Le jeudi 22 février 2024 se déroulait un colloque organisé par la Fédération Internationale des Droits de l’Homme (FIDH) au Parlement de l’Union européenne de Bruxelles. Celui-ci avait pour but de créer un débat autour de l’utilisation et les implications politiques et juridiques du terme de génocide à Gaza. L’exercice de la parole a été réparti entre plusieurs intervenant.e.s. Ainsi, nous avons pu assister à des discours engagés. 
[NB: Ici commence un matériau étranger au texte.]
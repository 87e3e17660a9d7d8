//! Document catalogue, grouped by category.
//!
//! The catalogue is a JSON array of `{ "category", "documents": [...] }`
//! objects. Order is significant and preserved.

use crate::error::{ReaderError, Result};
use async_trait::async_trait;
use serde::{Deserialize, Serialize};
use std::path::PathBuf;
use tracing::{debug, info, warn};

#[derive(Debug, Clone, PartialEq, Eq, Serialize, Deserialize)]
pub struct DocumentEntry {
    pub title: String,
    #[serde(default)]
    pub author: String,
    pub handle: String,
}

#[derive(Debug, Clone, PartialEq, Eq, Serialize, Deserialize)]
pub struct Category {
    pub category: String,
    #[serde(default)]
    pub documents: Vec<DocumentEntry>,
}

#[derive(Debug, Clone, Default, PartialEq, Eq, Serialize, Deserialize)]
#[serde(transparent)]
pub struct Catalogue {
    pub categories: Vec<Category>,
}

impl Catalogue {
    pub fn parse(json: &str) -> std::result::Result<Self, serde_json::Error> {
        serde_json::from_str(json)
    }

    pub fn find(&self, handle: &str) -> Option<&DocumentEntry> {
        self.documents().find(|entry| entry.handle == handle)
    }

    /// All entries in catalogue order.
    pub fn documents(&self) -> impl Iterator<Item = &DocumentEntry> {
        self.categories
            .iter()
            .flat_map(|category| category.documents.iter())
    }

    pub fn len(&self) -> usize {
        self.documents().count()
    }

    pub fn is_empty(&self) -> bool {
        self.len() == 0
    }
}

#[async_trait(?Send)]
pub trait ManifestSource {
    async fn list(&self) -> Result<Catalogue>;
}

/// Catalogue stored as a JSON file on disk.
pub struct FileManifestSource {
    path: PathBuf,
}

impl FileManifestSource {
    pub fn new(path: impl Into<PathBuf>) -> Self {
        Self { path: path.into() }
    }
}

#[async_trait(?Send)]
impl ManifestSource for FileManifestSource {
    async fn list(&self) -> Result<Catalogue> {
        let data = tokio::fs::read_to_string(&self.path).await.map_err(|err| {
            warn!(path = %self.path.display(), "Failed to read catalogue: {err}");
            ReaderError::SourceUnavailable(format!("{}: {err}", self.path.display()))
        })?;
        let catalogue = Catalogue::parse(&data).map_err(|err| {
            warn!(path = %self.path.display(), "Invalid catalogue JSON: {err}");
            ReaderError::SourceUnavailable(format!("{}: {err}", self.path.display()))
        })?;
        info!(
            path = %self.path.display(),
            categories = catalogue.categories.len(),
            documents = catalogue.len(),
            "Loaded catalogue"
        );
        Ok(catalogue)
    }
}

/// Catalogue served over HTTP, as the browser build fetches it.
pub struct HttpManifestSource {
    url: String,
    client: reqwest::Client,
}

impl HttpManifestSource {
    pub fn new(url: impl Into<String>) -> Self {
        Self {
            url: url.into(),
            client: reqwest::Client::new(),
        }
    }
}

#[async_trait(?Send)]
impl ManifestSource for HttpManifestSource {
    async fn list(&self) -> Result<Catalogue> {
        debug!(url = %self.url, "Fetching catalogue");
        let unavailable = |err: reqwest::Error| {
            warn!(url = %self.url, "Catalogue request failed: {err}");
            ReaderError::SourceUnavailable(format!("{}: {err}", self.url))
        };
        let body = self
            .client
            .get(&self.url)
            .send()
            .await
            .and_then(|response| response.error_for_status())
            .map_err(unavailable)?
            .text()
            .await
            .map_err(unavailable)?;
        let catalogue = Catalogue::parse(&body).map_err(|err| {
            warn!(url = %self.url, "Invalid catalogue JSON: {err}");
            ReaderError::SourceUnavailable(format!("{}: {err}", self.url))
        })?;
        info!(url = %self.url, documents = catalogue.len(), "Loaded catalogue");
        Ok(catalogue)
    }
}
D’une part l’ambassadeur sud-africain Vusi Madonsela et l’avocate Kayan Leung ont rappelé le fort engagement de l’Afrique du Sud envers la cause palestinienne au travers de la convergence des luttes ayant marqué l’histoire des deux peuples. Cette position se reflète aujourd’hui dans leur action en justice contre Israël à la Cour Internationale de Justice (CIJ). Le vice-président de la FIDH et avocat Alexis Deswaef a, pour sa part, noté la pertinence et la gravité du crime de génocide imputé à Israël grâce au tournant majeur de la décision rendue le 26 janvier par la CIJ attestant de la potentialité de ce crime, tout en déplorant un manque d’action de la communauté internationale dont la responsabilité est dès lors plus que jamais en jeu. L’eurodéputé Mounir Satouri a dénoncé l’inaction de l’Union européenne, l’outrepassement illégitime d’Ursula von der Leyen (présidente de la Commission européenne) concernant ses prises de positions exacerbées en faveur d’Israël. Il a appelé au rétablissement sans délai des aides humanitaires à Gaza, en parallèle de sanctions concrètes contre Israël. L’avocat et procureur Johann Soufi a énoncé le manque de cohérence de l’Union européenne quant à ses valeurs/engagements et le caractère obsolète du Conseil de sécurité de l’ONU. Cependant, il a  relativisé ces observations grâce aux actions concrètes de la CIJ, celles potentielles de la Cour Pénale Internationale (CPI) et grâce à la pertinence de l’action civile pour faire agir les gouvernants. Enfin, l’ex sénatrice fédérale Simone Susskind a souligné l’importance de ne pas oublier les souffrances vécues par la population palestinienne de Cisjordanie, tout en appelant au rétablissement d’un dialogue entre les sociétés palestinienne et israélienne afin de trouver une solution durable au conflit.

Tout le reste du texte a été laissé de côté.